Whether you’ve already bid farewell to working life or are just beginning to consider your options for the future, retirement is most likely something that crosses your mind quite regularly. You might be excited about finally having the time to live out some of your long-held dreams, such as foreign travel or relocating overseas, or perhaps you are feeling a little overwhelmed about the major life change.
Whatever your outlook, retirement has the potential to be one of the greatest adventures you will ever have the chance to go on, so we’ve pulled together a list of the stages of retirement – as it’s generally agreed that there are five – covering all of the emotions, feelings and thoughts you are bound to experience as you transition from the 9 to 5 grind to a life of relaxation and more ‘me time’ than you can shake a stick at.
You’ve looked into the future and decided retirement is looming, so what next? Now is the time to really delve into your finances and consider what you really want retirement to look like, whether it be overseas travel, a move closer to family members or simply relaxing for a while as you ease into the new lifestyle.
The pre-retirement stage usually takes place in the five years or so before retirement, as those nearing retirement age start to think about saving more money before giving up work for good so that your long-held dreams don’t end up being simply a pipe dream. You may also start to jot down interests and hobbies that had been put to the side in favour of work or kids.
While this stage can be an exciting part of life, with unlimited freedom on the horizon, it can also be very stressful as health concerns and money fears begin to weigh on your mind and changes to super contributions are made to ensure financially stability.
These fears were evident in a recent study by the University of Melbourne on retirement planning, as one respondent explained: “You have to have enough money to last the rest of your life and because there’s no ruler that says, ‘okay, you’re going to finish at 80 and if you dole it out, you know, $500 a week, you’ll be fine,’ you don’t know how you’re going to end up.”
After years of saving and planning for the future, the day is finally here to bid farewell to your career, the colleagues you love – and perhaps the ones you don’t – and, last but not least, those compulsory early morning rises.
Despite a mix of emotions, your retirement day should be one that is filled with happiness as you can finally put your feet up and relax and many choose to mark the occasion with parties and celebrations with family and friends.
With no further responsibilities some also seize this opportunity to move away. This could be somewhere closer to the grandkids or out of the city and into a smaller town that is more relaxing and suitable to your new wants and needs.
With the celebrations over, the next part of the journey usually involves ticking off those big bucket list items like travelling around the globe and spending extended time with relatives.
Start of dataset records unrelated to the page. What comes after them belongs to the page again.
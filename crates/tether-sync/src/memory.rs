//! In-memory session store.
//!
//! The reference [`SessionStore`] implementation: mutex-guarded maps, used
//! by tests and by embedders that have not wired a durable store yet.

use std::collections::HashMap;
use std::sync::Arc;

use async_trait::async_trait;
use parking_lot::Mutex;

use crate::clock::{Clock, SystemClock};
use crate::record::{MessageRecord, SessionRecord};
use crate::store::{Result, SessionStore};

#[derive(Default)]
struct State {
    sessions: HashMap<String, SessionRecord>,
    messages: HashMap<String, Vec<MessageRecord>>,
}

/// Mutex-guarded in-memory implementation of [`SessionStore`].
pub struct MemorySessionStore {
    state: Mutex<State>,
    clock: Arc<dyn Clock>,
}

impl MemorySessionStore {
    /// Create a store on the system clock.
    #[must_use]
    pub fn new() -> Self {
        Self::with_clock(Arc::new(SystemClock))
    }

    /// Create a store with an injected clock.
    #[must_use]
    pub fn with_clock(clock: Arc<dyn Clock>) -> Self {
        Self {
            state: Mutex::new(State::default()),
            clock,
        }
    }

    /// Snapshot a session record (test/introspection accessor).
    #[must_use]
    pub fn session(&self, remote_session_id: &str) -> Option<SessionRecord> {
        self.state.lock().sessions.get(remote_session_id).cloned()
    }

    /// Snapshot the messages of a session (test/introspection accessor).
    #[must_use]
    pub fn messages(&self, remote_session_id: &str) -> Vec<MessageRecord> {
        self.state
            .lock()
            .messages
            .get(remote_session_id)
            .cloned()
            .unwrap_or_default()
    }

    /// Number of stored sessions.
    #[must_use]
    pub fn session_count(&self) -> usize {
        self.state.lock().sessions.len()
    }
}

impl Default for MemorySessionStore {
    fn default() -> Self {
        Self::new()
    }
}

#[async_trait]
impl SessionStore for MemorySessionStore {
    async fn find_session(&self, remote_session_id: &str) -> Result<Option<SessionRecord>> {
        Ok(self.state.lock().sessions.get(remote_session_id).cloned())
    }

    async fn upsert_session(&self, record: SessionRecord) -> Result<()> {
        let mut state = self.state.lock();
        let _ = state
            .sessions
            .insert(record.remote_session_id.clone(), record);
        Ok(())
    }

    async fn append_messages(
        &self,
        remote_session_id: &str,
        messages: Vec<MessageRecord>,
        advance_timestamp: bool,
    ) -> Result<()> {
        if messages.is_empty() {
            return Ok(());
        }
        let now = self.clock.now();
        let mut state = self.state.lock();
        let record = state
            .sessions
            .entry(remote_session_id.to_owned())
            .or_insert_with(|| SessionRecord::placeholder(remote_session_id, now));
        record.message_count += messages.len() as u64;
        record.preview = messages.last().map(|m| m.text.clone());
        if advance_timestamp {
            record.last_modified = now;
        }
        state
            .messages
            .entry(remote_session_id.to_owned())
            .or_default()
            .extend(messages);
        Ok(())
    }

    async fn clear_all(&self) -> Result<()> {
        let mut state = self.state.lock();
        state.sessions.clear();
        state.messages.clear();
        Ok(())
    }
}

// ─────────────────────────────────────────────────────────────────────────────
// Tests
// ─────────────────────────────────────────────────────────────────────────────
Also known as the honeymoon phase, it comes with that new experience glow and each day brings exciting opportunities and things to try that may have seemed unattainable while you were still working.
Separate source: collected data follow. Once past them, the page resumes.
impl SessionChannel {
    /// Create a channel with the production socket factory, the system
    /// clock, and thread-local randomness for backoff jitter.
    #[must_use]
    pub fn new(config: ChannelConfig, store: Arc<dyn SessionStore>) -> Self {
        Self::with_parts(
            config,
            store,
            Arc::new(TungsteniteFactory),
            Arc::new(SystemClock),
            Arc::new(|| rand::random::<f64>()),
        )
    }

    /// Create a channel with every collaborator injected.
    #[must_use]
    pub fn with_parts(
        config: ChannelConfig,
        store: Arc<dyn SessionStore>,
        factory: Arc<dyn SocketFactory>,
        clock: Arc<dyn Clock>,
        jitter: JitterSource,
    ) -> Self {
        let status = Arc::new(ChannelStatus::new());
        Self {
            inner: Arc::new(Inner {
                config: RwLock::new(config),
                auth: AuthGate::new(status.clone()),
                status,
                locks: SessionLockRegistry::new(),
                subscriptions: SubscriptionSet::new(),
                inflight: InflightCommands::new(),
                router: MessageRouter::new(),
                sync: SyncEngine::new(store, clock),
                factory,
                jitter,
                attempt: AtomicU32::new(0),
                epoch: AtomicU64::new(0),
                socket_active: AtomicBool::new(false),
                socket_tx: Mutex::new(None),
                socket_task: Mutex::new(None),
                logical: Mutex::new(None),
                reconnect: ReconnectScheduler::new(),
                drain: Mutex::new(None),
            }),
        }
    }

    // ─────────────────────────────────────────────────────────────────────
    // Observables
    // ─────────────────────────────────────────────────────────────────────

    /// Whether a `hello` has been received on the current socket.
    #[must_use]
    pub fn is_connected(&self) -> bool {
        self.inner.status.is_connected()
    }

    /// Whether the server has acknowledged authentication.
    #[must_use]
    pub fn is_authenticated(&self) -> bool {
        self.inner.status.is_authenticated()
    }

    /// Whether reconnection is suppressed pending a new credential.
    #[must_use]
    pub fn requires_reauthentication(&self) -> bool {
        self.inner.status.requires_reauthentication()
    }

    /// The most recent error surfaced by the channel.
    #[must_use]
    pub fn last_error(&self) -> Option<String> {
        self.inner.status.last_error()
    }

    /// Current coarse connection state.
    #[must_use]
    pub fn state(&self) -> ConnectionState {
        self.inner.status.state()
    }

    /// Whether a reconnect attempt is scheduled.
    #[must_use]
    pub fn reconnect_pending(&self) -> bool {
        self.inner.reconnect.is_pending()
    }

    /// The per-remote-session turn locks.
    #[must_use]
    pub fn locks(&self) -> &SessionLockRegistry {
        &self.inner.locks
    }

    /// The live-push subscription set.
    #[must_use]
    pub fn subscriptions(&self) -> &SubscriptionSet {
        &self.inner.subscriptions
    }

    /// The in-flight command registry consulted on suspension.
    #[must_use]
    pub fn inflight(&self) -> &InflightCommands {
        &self.inner.inflight
    }

    /// Register (or replace) the per-session message handler.
    pub fn set_message_handler(&self, handler: impl Fn(&str, &str) + Send + Sync + 'static) {
        self.inner.router.set_handler(handler);
    }

    // ─────────────────────────────────────────────────────────────────────
    // Connection lifecycle
    // ─────────────────────────────────────────────────────────────────────

    /// Open the socket and begin the handshake.
    ///
    /// A guarded no-op while a socket already exists — near-simultaneous
    /// triggers (view-appear and app-activation firing together) must not
    /// produce duplicate sockets. Callers wanting a fresh connection use
    /// [`Self::force_reconnect`]. Never blocks; the dial runs on a task.
    pub fn connect(&self, logical_session_id: LogicalSessionId) {
        if self.inner.socket_active.load(Ordering::SeqCst) {
            debug!("connect ignored: socket already exists");
            return;
        }
        *self.inner.logical.lock() = Some(logical_session_id);
        self.inner.clone().start_socket();
    }

    /// Tear down the socket and cancel any pending reconnect.
    pub fn disconnect(&self) {
        self.inner.teardown();
        info!("disconnected");
    }

    /// Disconnect, reset the backoff counter, and reconnect immediately.
    pub fn force_reconnect(&self) {
        self.inner.teardown();
        self.inner.attempt.store(0, Ordering::SeqCst);
        if self.inner.logical.lock().is_some() {
            info!("forcing reconnect");
            self.inner.clone().start_socket();
        } else {
            debug!("force_reconnect without a session, staying disconnected");
        }
    }

    /// Point the channel at a different backend.
    ///
    /// Disconnects, resets backoff, clears all local session state (two
    /// backends must never mix histories), and reconnects when a logical
    /// session is known.
    pub fn update_endpoint(&self, endpoint: impl Into<String>) {
        let endpoint = endpoint.into();
        self.inner.teardown();
        self.inner.config.write().endpoint.clone_from(&endpoint);
        self.inner.attempt.store(0, Ordering::SeqCst);
        info!(%endpoint, "endpoint updated, clearing local session state");

        let inner = self.inner.clone();
        let _ = tokio::spawn(async move {
            if let Err(e) = inner.sync.clear_all().await {
                warn!(error = %e, "failed to clear local state on endpoint change");
            }
        });

        if self.inner.logical.lock().is_some() {
            self.inner.clone().start_socket();
        }
    }

    /// Install a new credential and clear the sticky reauthentication
    /// flag. The external credential-update flow calls this and then
    /// [`Self::force_reconnect`].
    pub fn update_credential(&self, credential: impl Into<String>) {
        self.inner.config.write().credential = credential.into();
        self.inner.status.set_requires_reauthentication(false);
        if self.inner.status.state() == ConnectionState::SuspendedNeedsReauth {
            self.inner.status.set_state(ConnectionState::Disconnected);
        }
        info!("credential updated, reauthentication cleared");
    }

    // ─────────────────────────────────────────────────────────────────────
    // Outbound operations
    // ─────────────────────────────────────────────────────────────────────

    /// Submit a prompt. Fire-and-forget: the call never waits on the
    /// network round trip.
    ///
    /// When targeting an existing remote session the lock is taken
    /// optimistically before the frame leaves, so a duplicate prompt cannot
    /// race in ahead of the server's acknowledgment. A locked session
    /// rejects with [`ChannelError::SessionBusy`].
    pub fn send_prompt(
        &self,
        text: impl Into<String>,
        remote_session_id: Option<&RemoteSessionId>,
        working_directory: impl Into<String>,
    ) -> Result<(), ChannelError> {
        let logical = self
            .inner
            .logical
            .lock()
            .clone()
            .ok_or(ChannelError::NoSession)?;
        if self.inner.socket_tx.lock().is_none() {
            return Err(ChannelError::NotConnected);
        }
        if let Some(remote) = remote_session_id {
            if self.inner.locks.is_locked(remote.as_str()) {
                return Err(ChannelError::SessionBusy {
                    remote_session_id: remote.as_str().to_owned(),
                });
            }
            let _ = self.inner.locks.lock(remote.as_str());
        }
        self.inner.send_envelope(&Envelope::Prompt {
            text: text.into(),
            remote_session_id: remote_session_id.map(|r| r.as_str().to_owned()),
            logical_session_id: logical.into_inner(),
            working_directory: working_directory.into(),
        })
    }

    /// Subscribe to live pushes for a remote session. Idempotent.
    pub fn subscribe(&self, remote_session_id: &RemoteSessionId) {
        let newly_added = self.inner.subscriptions.insert(remote_session_id.as_str());
        if newly_added && self.inner.status.is_connected() {
            let _ = self.inner.send_envelope(&Envelope::Subscribe {
                remote_session_id: remote_session_id.normalized(),
            });
        }
    }

    /// Unsubscribe from live pushes for a remote session. Idempotent.
    pub fn unsubscribe(&self, remote_session_id: &RemoteSessionId) {
        let was_present = self.inner.subscriptions.remove(remote_session_id.as_str());
        if was_present && self.inner.status.is_connected() {
            let _ = self.inner.send_envelope(&Envelope::Unsubscribe {
                remote_session_id: remote_session_id.normalized(),
            });
        }
    }

    /// Register a host command that should hold the socket open across a
    /// suspension.
    pub fn register_command(&self, command_id: &str, label: impl Into<String>) {
        self.inner.inflight.register(command_id, label);
    }

    /// Mark a registered host command as complete.
    pub fn complete_command(&self, command_id: &str) {
        self.inner.inflight.complete(command_id);
    }

    // ─────────────────────────────────────────────────────────────────────
    // App lifecycle
    // ─────────────────────────────────────────────────────────────────────

    /// Feed a host app-lifecycle transition into the channel.
    pub fn handle_lifecycle(&self, event: LifecycleEvent) {
        match event {
            LifecycleEvent::Foregrounded { reachable } => self.on_foregrounded(reachable),
            LifecycleEvent::WillSuspend { grace } => self.on_will_suspend(grace),
        }
    }

    fn on_foregrounded(&self, reachable: bool) {
        if let Some(drain) = self.inner.drain.lock().take() {
            drain.cancel();
        }
        if !reachable {
            debug!("foregrounded without reachability, staying down");
            return;
        }
        if self.inner.status.requires_reauthentication() {
            debug!("foregrounded but reauthentication required, staying down");
            return;
        }
        if self.inner.socket_active.load(Ordering::SeqCst) {
            return;
        }
        if self.inner.logical.lock().is_some() {
            info!("foreground resumption, reconnecting");
            self.inner.clone().start_socket();
        }
    }

    fn on_will_suspend(&self, grace: Duration) {
        if self.inner.locks.is_empty() && self.inner.inflight.is_empty() {
            info!("suspending with no work in flight, disconnecting");
            self.inner.teardown();
            return;
        }

        info!(
            locks = self.inner.locks.len(),
            inflight = self.inner.inflight.len(),
            grace_secs = grace.as_secs(),
            "suspension deferred, draining in-flight work"
        );
        let cancel = CancellationToken::new();
        if let Some(previous) = self.inner.drain.lock().replace(cancel.clone()) {
            previous.cancel();
        }
        let poll = Duration::from_millis(self.inner.config.read().drain_poll_ms);
        let inner = self.inner.clone();
        let _ = tokio::spawn(async move {
            let probe = inner.clone();
            let outcome = run_drain(
                move || probe.locks.is_empty() && probe.inflight.is_empty(),
                poll,
                grace,
                cancel,
            )
            .await;
            match outcome {
                DrainOutcome::Cancelled => debug!("suspension drain cancelled"),
                DrainOutcome::Drained | DrainOutcome::GraceExpired => {
                    info!(?outcome, "suspension drain finished, disconnecting");
                    inner.teardown();
                }
            }
        });
    }
}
This stage can last from anywhere between a year to a couple of years depending on how many big ticket things you decided you want to achieve and accomplish back in the pre-retirement phase.
Once you have fulfilled your main retirement dreams, it isn’t unusual for you to be left feeling quite down and confused about where the next stage of life will lead you. With no routine in place and no more big adventures to look forward to or plan, your sense of purpose could sadly plummet, bringing with it a sense of isolation and even depression as you search for meaning and purpose.
This can be a hard stage to manage and one that takes a bit of extra effort and support from your family and friends. After all, life is a rollercoaster and you may start to realise the time after employment isn’t all joyous simply because your working life has come to an end.
A recent study by the University of Melbourne revealed many negative feelings associated with this part of the journey, with study participants describing it as a “confronting” and “emotional” experience. “Focus group participants shared experiences around isolation, losing their sense of purpose and missing the social and cognitive stimulation as well as structure that employment provided,” the study explained.
To try avoid the loneliness and boredom felt my many, now is the time you may want to join a club, or volunteer time with a not-for-profit or charity that you are passionate about, like the Red Cross, Lifeline or The Salvation Army.
Navigating the path of retirement is certainly no walk in the park but thankfully things do turn around and the speed bumps even out as you grow accustomed to your new lifestyle, new routines and new activities that give you purpose.
There is plenty of evidence to prove it does get better too, with a study compiled by Ameriprise Financial and published in the Journal of Financial Planning on the stages of retirement revealing what real retirees feel about the experience.
The New Retirement Mindscape study included a survey of 2,000 adults aged 40 to 75 and there were some clear reasons why people enjoy retirement so much. “The study revealed that having ‘more control over their time’ was the best thing about retirement for 44 per cent of retirees, followed by 23 per cent saying ‘the opportunity to relax’ was what they enjoyed the most,” the research explained. “Another 17 per cent said the best thing about retirement was ‘having the chance to reinvent their life’.”